Chief executive of the Australian Energy Council, Matthew Warren, warned that government interference in the market was adding more uncertainty to an already clouded policy environment.

Warren, whose organisation represents large energy industry companies, said the electricity market needed investment in new power generation of between $200 billion and $250 billion by 2050.

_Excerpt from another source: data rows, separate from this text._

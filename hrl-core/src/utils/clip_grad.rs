use candle_core::Result;
use candle_core::Tensor;
use candle_core::backprop::GradStore;
use candle_nn::VarMap;

/// Back-propagates `loss` and rescales the gradients of every variable in `varmap` so that their
/// global L2 norm is at most `max_norm`.
pub fn clip_grad(loss: &Tensor, varmap: &VarMap, max_norm: f32) -> Result<GradStore> {
    let mut grad_store = loss.backward()?;
    let all_vars = varmap.all_vars();
    let mut total_norm_squared = 0.0f32;
    for var in all_vars.iter() {
        if let Some(grad) = grad_store.get(var.as_tensor()) {
            total_norm_squared += grad.sqr()?.sum_all()?.to_scalar::<f32>()?;
        }
    }
    let total_norm = total_norm_squared.sqrt();
    if total_norm > max_norm {
        let clip_coef = (max_norm / (total_norm + 1e-6)) as f64;
        for var in all_vars.iter() {
            let clipped = match grad_store.get(var.as_tensor()) {
                Some(grad) => (grad * clip_coef)?,
                None => continue,
            };
            grad_store.insert(var.as_tensor(), clipped);
        }
    }
    Ok(grad_store)
}

#[cfg(test)]
mod tests {
    use super::*;
    use candle_core::{DType, Device};
    use candle_nn::{Init, VarBuilder};

    fn grad_norm(grads: &GradStore, varmap: &VarMap) -> Result<f32> {
        let mut total = 0f32;
        for var in varmap.all_vars() {
            if let Some(grad) = grads.get(var.as_tensor()) {
                total += grad.sqr()?.sum_all()?.to_scalar::<f32>()?;
            }
        }
        Ok(total.sqrt())
    }

    #[test]
    fn large_gradients_are_scaled_down() -> Result<()> {
        let varmap = VarMap::new();
        let vb = VarBuilder::from_varmap(&varmap, DType::F32, &Device::Cpu);
        let w = vb.get_with_hints(4, "w", Init::Const(1.))?;
        let loss = (w.sum_all()? * 100.)?;
        let grads = clip_grad(&loss, &varmap, 0.5)?;
        assert!((grad_norm(&grads, &varmap)? - 0.5).abs() < 1e-4);
        Ok(())
    }

    #[test]
    fn small_gradients_are_untouched() -> Result<()> {
        let varmap = VarMap::new();
        let vb = VarBuilder::from_varmap(&varmap, DType::F32, &Device::Cpu);
        let w = vb.get_with_hints(4, "w", Init::Const(1.))?;
        let loss = (w.sum_all()? * 0.01)?;
        let grads = clip_grad(&loss, &varmap, 0.5)?;
        assert!((grad_norm(&grads, &varmap)? - 0.02).abs() < 1e-5);
        Ok(())
    }
}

“If governments keep going the way they are going, they’re going to need to fund that themselves,” he told InDaily.

“The AGL decision is a warning that the private sector is able to rebuild the grid, but they can’t do it if governments keep interfering in the market.”

He said the national electricity market was created to free governments from the need to invest billions of dollars in new infrastructure, freeing up funds to spend on investments like schools and hospitals.

The market had operated well, with problems only emerging the past decade because governments had failed to provide policy certainty.

“We are destroying the benefits of that reform in front of our eyes,” he said.

Koutsantonis rejected Warren’s assessment of the market, telling InDaily today: “The national energy market is fundamentally broken and, in the absence of leadership from the federal Liberal Government, the people of South Australia expect the State Government to take the necessary steps required to secure our energy supplies.”

Warren’s warning echoed that of Business Council chief Jennifer Westacott, who said on the weekend that political considerations, rather than private investment decisions, were now leading the development of the national electricity market.

She said Australia had to be careful that governments did not take over the energy market.

“South Australia, having made these [renewable energy target] decisions, is now asking for taxpayers to pay for the projects that will turn this around,” she said.

However, the South Australian Government is using this as a selling point, saying its half-billion-dollar plan represents the first public investment in electricity generation since ETSA was privatised 20 years ago.

State Liberal Leader Steven Marshall said the AGL announcement showed the “wheels have completely and utterly fallen off” the Government’s energy plan.

He told ABC Radio Adelaide it showed that Government spending was competing with private investment.

“There is already excessive gas peaking plant capacity in South Australia – more than 750 megawatts in the private sector,” he said.

“The Government should be contracting those operators to provide the services. If they did it, it would be in place by the end of this year. We wouldn’t have to have their diesel generators costing tens and tens of millions of dollars dotted right around the countryside here in South Australia. We could have that stability to our grid and we could have it by Christmas this year but this Government is opposed to the private sector as the Premier pointed out in the leaders’ debate when he said, ‘I’m not a free market guy’.”